Transcribe the data below verbatim from the line with "to create object" to the line with "let file = File::create(path)". Include both of those lines.

# Available data
+++++

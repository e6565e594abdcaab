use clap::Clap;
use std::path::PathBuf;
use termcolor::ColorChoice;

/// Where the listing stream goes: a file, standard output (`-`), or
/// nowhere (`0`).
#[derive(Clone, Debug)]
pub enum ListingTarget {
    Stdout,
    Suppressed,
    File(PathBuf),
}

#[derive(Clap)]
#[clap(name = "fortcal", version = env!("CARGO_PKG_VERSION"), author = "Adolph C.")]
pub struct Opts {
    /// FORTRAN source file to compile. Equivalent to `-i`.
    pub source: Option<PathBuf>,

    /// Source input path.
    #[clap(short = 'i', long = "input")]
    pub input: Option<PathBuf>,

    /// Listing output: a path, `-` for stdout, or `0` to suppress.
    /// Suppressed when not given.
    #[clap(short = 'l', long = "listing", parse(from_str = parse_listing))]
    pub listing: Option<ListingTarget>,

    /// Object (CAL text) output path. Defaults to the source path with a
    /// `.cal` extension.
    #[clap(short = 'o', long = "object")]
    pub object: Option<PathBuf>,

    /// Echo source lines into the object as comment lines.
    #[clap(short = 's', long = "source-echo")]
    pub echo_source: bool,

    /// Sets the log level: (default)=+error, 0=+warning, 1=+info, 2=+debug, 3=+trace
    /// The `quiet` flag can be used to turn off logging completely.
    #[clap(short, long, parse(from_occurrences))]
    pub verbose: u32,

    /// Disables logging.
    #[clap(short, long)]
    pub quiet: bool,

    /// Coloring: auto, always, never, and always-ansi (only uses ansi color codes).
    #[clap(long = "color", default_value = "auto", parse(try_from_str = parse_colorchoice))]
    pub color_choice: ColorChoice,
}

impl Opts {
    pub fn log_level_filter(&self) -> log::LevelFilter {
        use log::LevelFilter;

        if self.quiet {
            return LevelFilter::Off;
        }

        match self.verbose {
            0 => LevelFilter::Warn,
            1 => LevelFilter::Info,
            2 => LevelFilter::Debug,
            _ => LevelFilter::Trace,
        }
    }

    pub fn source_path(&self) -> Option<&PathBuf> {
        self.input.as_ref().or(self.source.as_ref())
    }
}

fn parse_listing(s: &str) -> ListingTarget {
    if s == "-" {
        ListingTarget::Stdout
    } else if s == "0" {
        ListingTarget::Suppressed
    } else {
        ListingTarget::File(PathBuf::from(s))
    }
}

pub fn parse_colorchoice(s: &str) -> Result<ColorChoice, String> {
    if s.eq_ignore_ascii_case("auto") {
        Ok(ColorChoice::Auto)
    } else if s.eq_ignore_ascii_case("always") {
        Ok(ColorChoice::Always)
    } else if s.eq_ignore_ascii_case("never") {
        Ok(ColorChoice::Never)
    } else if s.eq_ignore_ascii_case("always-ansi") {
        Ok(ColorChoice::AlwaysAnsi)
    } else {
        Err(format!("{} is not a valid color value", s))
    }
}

+++++

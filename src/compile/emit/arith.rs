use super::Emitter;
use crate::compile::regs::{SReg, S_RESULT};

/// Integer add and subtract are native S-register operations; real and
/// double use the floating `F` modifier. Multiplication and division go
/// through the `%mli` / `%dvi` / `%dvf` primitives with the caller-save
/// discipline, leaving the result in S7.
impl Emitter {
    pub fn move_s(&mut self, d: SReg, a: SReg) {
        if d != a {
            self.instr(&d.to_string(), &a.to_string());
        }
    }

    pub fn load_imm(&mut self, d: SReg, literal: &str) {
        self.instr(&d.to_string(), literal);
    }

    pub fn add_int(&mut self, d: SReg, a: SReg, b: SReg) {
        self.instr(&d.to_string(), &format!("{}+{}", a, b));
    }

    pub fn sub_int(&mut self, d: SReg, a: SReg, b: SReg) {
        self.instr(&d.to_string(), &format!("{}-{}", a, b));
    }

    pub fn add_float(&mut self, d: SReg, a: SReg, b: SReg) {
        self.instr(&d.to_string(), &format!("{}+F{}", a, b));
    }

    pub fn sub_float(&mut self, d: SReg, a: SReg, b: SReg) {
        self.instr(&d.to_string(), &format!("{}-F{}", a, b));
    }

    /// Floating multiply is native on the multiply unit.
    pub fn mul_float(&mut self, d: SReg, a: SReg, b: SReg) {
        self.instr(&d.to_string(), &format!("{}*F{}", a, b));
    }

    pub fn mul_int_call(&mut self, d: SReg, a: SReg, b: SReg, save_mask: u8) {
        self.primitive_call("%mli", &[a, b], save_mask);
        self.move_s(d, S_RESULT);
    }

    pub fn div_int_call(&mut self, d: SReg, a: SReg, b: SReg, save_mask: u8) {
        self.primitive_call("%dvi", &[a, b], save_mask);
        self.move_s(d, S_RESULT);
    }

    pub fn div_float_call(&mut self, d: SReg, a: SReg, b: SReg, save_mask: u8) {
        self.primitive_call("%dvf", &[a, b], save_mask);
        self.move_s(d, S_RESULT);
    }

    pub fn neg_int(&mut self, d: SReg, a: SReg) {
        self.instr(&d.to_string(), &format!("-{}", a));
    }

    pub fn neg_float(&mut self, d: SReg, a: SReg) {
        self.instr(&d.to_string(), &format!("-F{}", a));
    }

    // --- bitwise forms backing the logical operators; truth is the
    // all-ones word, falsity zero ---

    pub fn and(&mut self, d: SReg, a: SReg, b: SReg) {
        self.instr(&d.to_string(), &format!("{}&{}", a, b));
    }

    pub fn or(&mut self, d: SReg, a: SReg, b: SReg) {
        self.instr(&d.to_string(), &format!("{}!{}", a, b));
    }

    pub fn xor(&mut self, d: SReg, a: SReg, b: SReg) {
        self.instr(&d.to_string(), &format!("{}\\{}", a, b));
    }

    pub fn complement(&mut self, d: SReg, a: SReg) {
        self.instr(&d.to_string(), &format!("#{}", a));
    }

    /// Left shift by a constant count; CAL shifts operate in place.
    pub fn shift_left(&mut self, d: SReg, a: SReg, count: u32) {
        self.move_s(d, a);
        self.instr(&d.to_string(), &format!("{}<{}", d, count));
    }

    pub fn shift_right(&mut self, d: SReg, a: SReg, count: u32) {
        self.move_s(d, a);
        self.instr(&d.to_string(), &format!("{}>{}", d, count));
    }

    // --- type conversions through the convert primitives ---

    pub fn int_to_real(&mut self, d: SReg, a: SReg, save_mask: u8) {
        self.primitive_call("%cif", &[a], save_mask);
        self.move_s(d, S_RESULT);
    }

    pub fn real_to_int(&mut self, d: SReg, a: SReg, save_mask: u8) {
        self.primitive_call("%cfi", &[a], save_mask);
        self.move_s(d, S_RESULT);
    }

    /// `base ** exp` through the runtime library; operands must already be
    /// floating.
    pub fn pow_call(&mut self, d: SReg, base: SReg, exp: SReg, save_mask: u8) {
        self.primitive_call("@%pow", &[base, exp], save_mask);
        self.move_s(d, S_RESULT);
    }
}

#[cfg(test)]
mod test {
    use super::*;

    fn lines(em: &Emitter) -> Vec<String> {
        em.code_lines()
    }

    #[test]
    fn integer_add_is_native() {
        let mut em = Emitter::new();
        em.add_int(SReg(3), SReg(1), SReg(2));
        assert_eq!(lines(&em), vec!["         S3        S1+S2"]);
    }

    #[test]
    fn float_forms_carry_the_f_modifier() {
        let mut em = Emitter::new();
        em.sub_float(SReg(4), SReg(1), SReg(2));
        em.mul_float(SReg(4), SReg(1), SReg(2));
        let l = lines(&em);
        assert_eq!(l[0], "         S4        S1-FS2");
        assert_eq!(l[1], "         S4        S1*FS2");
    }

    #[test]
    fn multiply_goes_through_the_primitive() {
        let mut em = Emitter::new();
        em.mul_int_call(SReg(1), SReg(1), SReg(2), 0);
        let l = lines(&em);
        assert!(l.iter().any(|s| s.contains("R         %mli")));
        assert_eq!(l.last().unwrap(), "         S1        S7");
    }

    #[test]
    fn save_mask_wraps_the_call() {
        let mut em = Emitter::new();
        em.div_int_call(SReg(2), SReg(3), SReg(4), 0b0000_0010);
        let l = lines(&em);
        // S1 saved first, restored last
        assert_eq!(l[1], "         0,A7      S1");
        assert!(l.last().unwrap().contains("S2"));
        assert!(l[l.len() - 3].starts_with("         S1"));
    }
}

+++++

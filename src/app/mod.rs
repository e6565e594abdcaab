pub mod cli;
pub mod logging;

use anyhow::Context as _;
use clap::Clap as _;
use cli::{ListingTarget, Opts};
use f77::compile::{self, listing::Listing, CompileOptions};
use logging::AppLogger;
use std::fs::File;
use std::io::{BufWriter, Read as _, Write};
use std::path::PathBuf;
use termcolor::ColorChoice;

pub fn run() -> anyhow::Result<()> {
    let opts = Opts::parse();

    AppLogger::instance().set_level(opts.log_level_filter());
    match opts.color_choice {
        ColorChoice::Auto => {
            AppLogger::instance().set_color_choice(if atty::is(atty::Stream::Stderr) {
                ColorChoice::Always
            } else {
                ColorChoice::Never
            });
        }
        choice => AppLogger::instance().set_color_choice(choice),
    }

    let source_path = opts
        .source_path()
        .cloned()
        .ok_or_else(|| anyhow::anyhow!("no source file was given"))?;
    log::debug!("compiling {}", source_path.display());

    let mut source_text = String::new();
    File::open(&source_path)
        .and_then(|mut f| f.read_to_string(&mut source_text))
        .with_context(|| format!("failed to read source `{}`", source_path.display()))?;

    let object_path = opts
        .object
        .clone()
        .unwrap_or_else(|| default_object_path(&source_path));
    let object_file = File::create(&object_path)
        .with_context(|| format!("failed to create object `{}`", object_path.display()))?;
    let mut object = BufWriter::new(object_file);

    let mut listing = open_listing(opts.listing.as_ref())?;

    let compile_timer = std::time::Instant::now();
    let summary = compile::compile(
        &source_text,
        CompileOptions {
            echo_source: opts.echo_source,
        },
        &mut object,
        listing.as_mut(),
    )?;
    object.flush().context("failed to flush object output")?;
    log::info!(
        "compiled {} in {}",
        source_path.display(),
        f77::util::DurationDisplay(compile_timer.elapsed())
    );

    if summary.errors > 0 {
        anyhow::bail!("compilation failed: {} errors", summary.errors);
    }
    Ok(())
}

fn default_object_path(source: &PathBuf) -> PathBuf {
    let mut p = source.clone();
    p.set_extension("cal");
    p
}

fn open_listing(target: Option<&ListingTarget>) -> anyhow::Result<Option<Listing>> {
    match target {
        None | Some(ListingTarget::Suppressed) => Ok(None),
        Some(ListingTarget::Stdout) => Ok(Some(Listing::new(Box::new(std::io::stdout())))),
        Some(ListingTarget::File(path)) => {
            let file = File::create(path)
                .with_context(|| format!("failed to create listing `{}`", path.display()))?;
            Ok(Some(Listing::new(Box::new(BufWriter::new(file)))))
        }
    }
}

+++++

# Written answer
        .with_context(|| format!("failed to create object `{}`", object_path.display()))?;
    let mut object = BufWriter::new(object_file);

    let mut listing = open_listing(opts.listing.as_ref())?;

    let compile_timer = std::time::Instant::now();
    let summary = compile::compile(
        &source_text,
        CompileOptions {
            echo_source: opts.echo_source,
        },
        &mut object,
        listing.as_mut(),
    )?;
    object.flush().context("failed to flush object output")?;
    log::info!(
        "compiled {} in {}",
        source_path.display(),
        f77::util::DurationDisplay(compile_timer.elapsed())
    );

    if summary.errors > 0 {
        anyhow::bail!("compilation failed: {} errors", summary.errors);
    }
    Ok(())
}

fn default_object_path(source: &PathBuf) -> PathBuf {
    let mut p = source.clone();
    p.set_extension("cal");
    p
}

fn open_listing(target: Option<&ListingTarget>) -> anyhow::Result<Option<Listing>> {
    match target {
        None | Some(ListingTarget::Suppressed) => Ok(None),
        Some(ListingTarget::Stdout) => Ok(Some(Listing::new(Box::new(std::io::stdout())))),
        Some(ListingTarget::File(path)) => {
            let file = File::create(path)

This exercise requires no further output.